I measure my success not by the dollars I earn or the followers I have on social media, but by the positive impact I have on the people who work with me. Scaling a business can perpetuate the exploitative nature of capitalism rather than being about expanding positive impact. Power-over culture encourages hierarchical, appropriated expert-driven guru-ism that celebrates and encourages the power of one over many.

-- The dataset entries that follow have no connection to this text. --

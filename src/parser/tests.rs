// SPDX-FileCopyrightText: The midistream authors
// SPDX-License-Identifier: MPL-2.0

use super::*;
use crate::{MessageBody, U7};

const TS: TimeStamp = TimeStamp::from_micros(1_000);

fn note_on(channel: u8, key: u8, velocity: u8) -> MessageBody {
    VoiceMessage::note_on(
        Channel::new(channel).unwrap(),
        U7::new(key).unwrap(),
        U7::new(velocity).unwrap(),
    )
    .into()
}

fn sysex(payload: &[u8], received_with_terminator: bool) -> MessageBody {
    SysExMessage::from_parts(payload.to_vec(), received_with_terminator)
        .unwrap()
        .into()
}

fn invalid(raw: &[u8]) -> MessageBody {
    InvalidBytes::new(raw.to_vec()).unwrap().into()
}

fn bodies(messages: Vec<Message>) -> Vec<MessageBody> {
    messages.into_iter().map(Message::into_body).collect()
}

fn parse(input: &[u8]) -> Vec<MessageBody> {
    bodies(StreamParser::default().feed_all(TS, input))
}

#[derive(Debug, Default)]
struct RecordingSink {
    messages: Vec<Message>,
    progress: Vec<usize>,
}

impl MessageSink for RecordingSink {
    fn sink_message(&mut self, message: Message) {
        self.messages.push(message);
    }

    fn sysex_progress(&mut self, _ts: TimeStamp, len: usize) {
        self.progress.push(len);
    }
}

#[test]
fn note_on_channel_1() {
    let messages = StreamParser::default().feed_all(TS, &[0x90, 0x40, 0x7f]);
    assert_eq!(1, messages.len());
    let voice = messages[0].body().as_voice().unwrap();
    assert_eq!(VoiceStatus::NoteOn, voice.status());
    assert_eq!(1, voice.channel().number());
    assert_eq!(64, voice.data1().value());
    assert_eq!(Some(127), voice.data2().map(U7::value));
    assert_eq!(TS, messages[0].ts());
}

#[test]
fn terminated_sysex() {
    assert_eq!(
        vec![sysex(&[0x01, 0x02], true)],
        parse(&[0xf0, 0x01, 0x02, 0xf7])
    );
}

#[test]
fn real_time_interleaved_with_voice_message() {
    assert_eq!(
        vec![SystemRealTime::Clock.into(), note_on(1, 0x40, 0x7f)],
        parse(&[0x90, 0x40, 0xf8, 0x7f])
    );
}

#[test]
fn real_time_interleaved_with_sysex() {
    assert_eq!(
        vec![
            SystemRealTime::Start.into(),
            SystemRealTime::Stop.into(),
            sysex(&[0x01, 0x02], true)
        ],
        parse(&[0xf0, 0x01, 0xfa, 0x02, 0xfc, 0xf7])
    );
}

#[test]
fn invalid_status_followed_by_note_on() {
    assert_eq!(
        vec![invalid(&[0xf4]), note_on(1, 0x40, 0x7f)],
        parse(&[0xf4, 0x90, 0x40, 0x7f])
    );
}

#[test]
fn contiguous_invalid_bytes_are_reported_once() {
    assert_eq!(
        vec![invalid(&[0x01, 0xf5, 0xf9, 0x02]), note_on(2, 0x3c, 0x00)],
        parse(&[0x01, 0xf5, 0xf9, 0x02, 0x91, 0x3c, 0x00])
    );
}

#[test]
fn invalid_run_is_closed_at_end_of_block() {
    let mut parser = StreamParser::default();
    assert_eq!(vec![invalid(&[0x01])], bodies(parser.feed(TS, 0x01)));
    assert_eq!(vec![invalid(&[0x02])], bodies(parser.feed(TS, 0x02)));
}

#[test]
fn sysex_end_without_sysex_is_invalid() {
    assert_eq!(vec![invalid(&[0xf7])], parse(&[0xf7]));
}

#[test]
fn invalid_bytes_are_dropped_if_not_collected() {
    let mut parser = StreamParser::new(ParserConfig {
        collect_invalid: false,
        ..Default::default()
    });
    assert_eq!(
        vec![note_on(1, 0x40, 0x7f)],
        bodies(parser.feed_all(TS, &[0xf7, 0x12, 0xf4, 0x90, 0x40, 0x7f, 0x7f]))
    );
}

#[test]
fn undefined_real_time_does_not_disturb_pending_message() {
    assert_eq!(
        vec![invalid(&[0xfd]), note_on(1, 0x40, 0x7f)],
        parse(&[0x90, 0x40, 0xfd, 0x7f])
    );
}

#[test]
fn superseded_message_is_invalid() {
    assert_eq!(
        vec![invalid(&[0x90, 0x40]), note_on(1, 0x41, 0x7f)],
        parse(&[0x90, 0x40, 0x90, 0x41, 0x7f])
    );
    assert_eq!(vec![invalid(&[0xb0, 0xf4])], parse(&[0xb0, 0xf4]));
}

#[test]
fn superseded_message_keeps_arrival_order_of_invalid_bytes() {
    assert_eq!(
        vec![
            invalid(&[0x90, 0x40, 0xf9]),
            VoiceMessage::note_off(Channel::MIN, U7::new(0x40).unwrap(), U7::MIN).into(),
        ],
        parse(&[0x90, 0x40, 0xf9, 0x80, 0x40, 0x00])
    );
    assert_eq!(
        vec![invalid(&[0x90, 0x40, 0xf9, 0xf4])],
        parse(&[0x90, 0x40, 0xf9, 0xf4])
    );
    assert_eq!(
        vec![invalid(&[0x90, 0x40, 0xfd, 0xf7])],
        parse(&[0x90, 0x40, 0xfd, 0xf7])
    );
}

#[test]
fn no_running_status() {
    assert_eq!(
        vec![note_on(1, 0x40, 0x7f), invalid(&[0x41, 0x7f])],
        parse(&[0x90, 0x40, 0x7f, 0x41, 0x7f])
    );
}

#[test]
fn status_byte_closes_sysex() {
    assert_eq!(
        vec![sysex(&[0x01], false), note_on(1, 0x40, 0x7f)],
        parse(&[0xf0, 0x01, 0x90, 0x40, 0x7f])
    );
    assert_eq!(
        vec![sysex(&[0x01], false), sysex(&[0x02], true)],
        parse(&[0xf0, 0x01, 0xf0, 0x02, 0xf7])
    );
    assert_eq!(
        vec![sysex(&[], false), invalid(&[0xf5])],
        parse(&[0xf0, 0xf5])
    );
}

#[test]
fn invalid_bytes_during_sysex_precede_closed_sysex() {
    assert_eq!(
        vec![invalid(&[0xf9]), sysex(&[0x01], false), invalid(&[0xf4])],
        parse(&[0xf0, 0x01, 0xf9, 0xf4])
    );
    assert_eq!(
        vec![invalid(&[0xf9]), sysex(&[0x01], false), note_on(1, 0x40, 0x7f)],
        parse(&[0xf0, 0x01, 0xf9, 0x90, 0x40, 0x7f])
    );
}

#[test]
fn system_common_messages() {
    assert_eq!(
        vec![
            MessageBody::from(SystemCommonMessage::tune_request()),
            SystemCommonMessage::song_position(0x0081).unwrap().into(),
            SystemCommonMessage::song_select(U7::new(5).unwrap()).into(),
            SystemCommonMessage::time_code_quarter_frame(U7::new(0x21).unwrap()).into(),
        ],
        parse(&[0xf6, 0xf2, 0x01, 0x01, 0xf3, 0x05, 0xf1, 0x21])
    );
}

#[test]
fn tune_request_during_sysex() {
    assert_eq!(
        vec![
            sysex(&[0x01], false),
            SystemCommonMessage::tune_request().into()
        ],
        parse(&[0xf0, 0x01, 0xf6])
    );
}

#[test]
fn messages_spanning_blocks() {
    let mut parser = StreamParser::default();
    let first = TimeStamp::from_micros(1);
    let second = TimeStamp::from_micros(2);
    assert!(parser.feed_all(first, &[0xf0, 0x01]).is_empty());
    assert!(parser.feed_all(first, &[0xc3]).len() == 1);
    let messages = parser.feed_all(second, &[0x05, 0xf0, 0x02]);
    assert_eq!(1, messages.len());
    // Completed messages carry the time stamp of the completing block
    assert_eq!(second, messages[0].ts());
    let messages = parser.feed_all(TS, &[0x03, 0xf7]);
    assert_eq!(vec![sysex(&[0x02, 0x03], true)], bodies(messages.clone()));
    // SysEx messages carry the time stamp of their start
    assert_eq!(second, messages[0].ts());
}

#[test]
fn byte_by_byte_equals_block() {
    let input = [
        0xf8, 0x90, 0x40, 0x7f, 0xf0, 0x01, 0xfe, 0x02, 0x03, 0xf7, 0xe0, 0x00, 0x40, 0xf2,
        0x10, 0xfa, 0x20, 0xc0, 0x01, 0xf0, 0x7e, 0xd2, 0x10, 0xf6,
    ];
    let mut parser = StreamParser::default();
    let byte_by_byte = input
        .iter()
        .flat_map(|&byte| parser.feed(TS, byte))
        .collect::<Vec<_>>();
    let block = StreamParser::default().feed_all(TS, &input);
    assert_eq!(block, byte_by_byte);
    assert_eq!(11, block.len());
}

#[test]
fn cancel_sysex() {
    let mut parser = StreamParser::default();
    assert!(parser.feed_all(TS, &[0xf0, 0x01]).is_empty());
    assert_eq!(Some(1), parser.sysex_len());
    assert!(parser.cancel_sysex());
    assert!(!parser.cancel_sysex());
    assert!(!parser.is_sysex_in_progress());
    // Subsequent data bytes are invalid
    assert_eq!(vec![invalid(&[0x02])], bodies(parser.feed_all(TS, &[0x02])));
}

#[test]
fn cancel_sysex_does_not_affect_pending_message() {
    let mut parser = StreamParser::default();
    assert!(parser.feed_all(TS, &[0x80, 0x40]).is_empty());
    assert!(!parser.cancel_sysex());
    assert_eq!(
        vec![MessageBody::from(VoiceMessage::note_off(
            Channel::MIN,
            U7::new(0x40).unwrap(),
            U7::MIN
        ))],
        bodies(parser.feed_all(TS, &[0x00]))
    );
}

#[test]
fn expire_sysex() {
    let mut parser = StreamParser::default();
    let mut messages: Vec<Message> = Vec::new();
    parser.feed_block(TS, &[0xf0, 0x01, 0x02], &mut messages);
    assert!(messages.is_empty());
    assert!(parser.expire_sysex(&mut messages));
    assert!(!parser.expire_sysex(&mut messages));
    assert_eq!(vec![sysex(&[0x01, 0x02], false)], bodies(messages));
}

#[test]
fn sysex_progress() {
    let mut parser = StreamParser::default();
    let mut sink = RecordingSink::default();
    parser.feed_block(TS, &[0xf0], &mut sink);
    parser.feed_block(TS, &[0x00; 600], &mut sink);
    parser.feed_block(TS, &[0xf7], &mut sink);
    assert_eq!(vec![256, 512], sink.progress);
    assert_eq!(1, sink.messages.len());
    assert_eq!(
        600,
        sink.messages[0]
            .body()
            .as_system_exclusive()
            .unwrap()
            .payload()
            .len()
    );
}

#[test]
fn source_is_attached() {
    let source = crate::PortIndexGenerator::new().next();
    let mut parser = StreamParser::default();
    parser.set_source(source);
    let messages = parser.feed_all(TS, &[0xf4, 0xff]);
    assert_eq!(2, messages.len());
    assert!(messages.iter().all(|message| message.source() == source));
}

#[test]
fn reset_discards_incomplete_messages() {
    let mut parser = StreamParser::default();
    assert!(parser.feed_all(TS, &[0x90, 0x40]).is_empty());
    parser.reset();
    assert_eq!(vec![invalid(&[0x7f])], bodies(parser.feed_all(TS, &[0x7f])));
}

#[test]
fn step_outcomes() {
    let mut parser = StreamParser::default();
    let mut sink: Vec<Message> = Vec::new();
    assert_eq!(ByteOutcome::Invalid, parser.step(TS, 0x40, &mut sink));
    assert_eq!(ByteOutcome::Continue, parser.step(TS, 0xb0, &mut sink));
    assert_eq!(ByteOutcome::Continue, parser.step(TS, 0x07, &mut sink));
    let ByteOutcome::Emit(message) = parser.step(TS, 0x64, &mut sink) else {
        panic!("expected message");
    };
    assert_eq!(vec![0xb0, 0x07, 0x64], message.to_bytes());
    assert!(sink.is_empty());
}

Success for me is not about being a social media “influencer”, becoming a celebrity-like self-help “thought leader”, and or creating content just to get likes and clicks. Success for me is not about making a certain amount of money. Any growth of my business or content is so that I may expand the positive impact I can have on those that I serve. That impact is the measure of my success.

Cite my sources

I stand on a great many shoulders, and my work has roots in ideas that I have gained from others. The life coaching and social media content industries today are rampant with sharing others’ ideas without attribution, with cultural appropriation, and stealing other creators’ work by passing it off as their own. I commit to citing my sources, naming my teachers and acknowledging where my ideas come from. That said, I also want to simultaneously call into question that ideas should be owned - many great concepts have arisen simultaneously by multiple creators. Since ideas are incubated in a soup of cultural context that is shared, it’s worth considering that some ideas cannot and should not be “owned” just so that one can put a trademark on it and gatekeep it.

How I Practice My Values

  • I endeavor to offer several free resources and educational materials online to support my community.

  • Aware that the coaching industry is an unregulated industry with inflated pricing, I seek to offer a wide array of offerings at varying prices, and all of my offerings are made available at pay-what-you-can (PWYC) upon request.

  • I pay people for their labor. When I co-create an event, class, or workshop I profit share with my collaborators.

  • As a self-employed queer woman, I charge appropriate prices that reflect my training, skills, experience, and commitments to support my family’s future.

  • As a white woman with power and privilege, I pay micro-reparations monthly. I am currently supporting The Future Foundation, Black & Pink, No Justice No Pride, Petrona Xemi Tapepechul, Stop Police Terror DC, and SPARK. Note: Making donations is not in itself enough to end oppressive systems specifically held against Black and Indigenous women of color. I am explicitly naming this as a resource for others.

  • In March 2022 I signed the Anti-Racist Small Business Pledge, you can take the pledge here.

  • Aware that access to coaching can be cost-prohibitive I hold 25% of my available spots for coaching and group programs at a pay-what-you-can rate.